- _Aim of the exercise_
Count the lines below that contain the word "Clone", and reply with that number alone.

- _Collected data entries_

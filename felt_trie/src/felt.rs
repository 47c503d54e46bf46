//! Elements of the STARK prime field, the value type of every key, value and
//! hash in the trie.

use std::{
    fmt::{self, Debug, Display, LowerHex},
    ops::Add,
    str::FromStr,
};

use ruint::{aliases::U256, uint};
use serde::{Deserialize, Serialize};
use thiserror::Error;

/// The STARK field modulus `p = 2^251 + 17 * 2^192 + 1`.
pub const MODULUS: U256 =
    uint!(0x800000000000011000000000000000000000000000000000000000000000001_U256);

/// Size of the canonical big-endian byte form of a [`Felt`].
pub const FELT_BYTES: usize = 32;

/// Errors encountered when building a [`Felt`] from external data.
#[derive(Clone, Debug, Eq, Error, Hash, PartialEq)]
pub enum FeltError {
    /// The integer is not a canonical field element.
    #[error("{0:#x} is not below the field modulus")]
    OutOfRange(U256),

    /// A byte form of the wrong size.
    #[error("expected 32 bytes, found {0}")]
    InvalidLength(usize),

    /// A string that is not a hex number.
    #[error("invalid hex felt {0:?}")]
    InvalidHex(String),
}

/// A field element, always kept in canonical form (strictly below
/// [`MODULUS`]).
#[derive(Clone, Copy, Default, Eq, Hash, Ord, PartialEq, PartialOrd, Deserialize, Serialize)]
#[serde(try_from = "U256", into = "U256")]
pub struct Felt(U256);

impl Felt {
    /// The additive identity. Also the hash of the empty node.
    pub const ZERO: Felt = Felt(U256::ZERO);

    /// The multiplicative identity.
    pub const ONE: Felt = Felt::from_u64(1);

    /// Creates a felt, rejecting integers that are not below the modulus.
    pub fn new(value: U256) -> Result<Self, FeltError> {
        match value < MODULUS {
            true => Ok(Self(value)),
            false => Err(FeltError::OutOfRange(value)),
        }
    }

    /// Any `u64` is a canonical field element.
    pub const fn from_u64(value: u64) -> Self {
        Self(U256::from_limbs([value, 0, 0, 0]))
    }

    /// Wraps an integer the caller already knows to be below the modulus.
    pub(crate) const fn from_raw(value: U256) -> Self {
        Self(value)
    }

    /// Parses the fixed-size big-endian form produced by
    /// [`Felt::to_be_bytes`].
    pub fn from_be_bytes(bytes: &[u8]) -> Result<Self, FeltError> {
        if bytes.len() != FELT_BYTES {
            return Err(FeltError::InvalidLength(bytes.len()));
        }

        let value =
            U256::try_from_be_slice(bytes).ok_or(FeltError::InvalidLength(bytes.len()))?;
        Self::new(value)
    }

    pub fn to_be_bytes(&self) -> [u8; FELT_BYTES] {
        self.0.to_be_bytes::<FELT_BYTES>()
    }

    pub const fn as_uint(&self) -> U256 {
        self.0
    }

    pub fn is_zero(&self) -> bool {
        self.0 == U256::ZERO
    }

    /// Returns bit `index` of the integer, counting from the least
    /// significant bit.
    pub fn bit(&self, index: usize) -> bool {
        self.0.bit(index)
    }

    /// Number of significant bits of the integer.
    pub fn bit_len(&self) -> usize {
        self.0.bit_len()
    }
}

impl Add for Felt {
    type Output = Self;

    fn add(self, rhs: Self) -> Self::Output {
        Self(self.0.add_mod(rhs.0, MODULUS))
    }
}

impl From<u64> for Felt {
    fn from(value: u64) -> Self {
        Self::from_u64(value)
    }
}

impl TryFrom<U256> for Felt {
    type Error = FeltError;

    fn try_from(value: U256) -> Result<Self, Self::Error> {
        Self::new(value)
    }
}

impl From<Felt> for U256 {
    fn from(felt: Felt) -> Self {
        felt.0
    }
}

impl FromStr for Felt {
    type Err = FeltError;

    fn from_str(s: &str) -> Result<Self, Self::Err> {
        let digits = s.strip_prefix("0x").unwrap_or(s);
        let value = U256::from_str_radix(digits, 16)
            .map_err(|_| FeltError::InvalidHex(s.to_string()))?;

        Self::new(value)
    }
}

impl Display for Felt {
    fn fmt(&self, f: &mut fmt::Formatter<'_>) -> fmt::Result {
        write!(f, "{:#x}", self.0)
    }
}

impl Debug for Felt {
    fn fmt(&self, f: &mut fmt::Formatter<'_>) -> fmt::Result {
        write!(f, "Felt({:#x})", self.0)
    }
}

impl LowerHex for Felt {
    fn fmt(&self, f: &mut fmt::Formatter<'_>) -> fmt::Result {
        LowerHex::fmt(&self.0, f)
    }
}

- _Worked solution_
2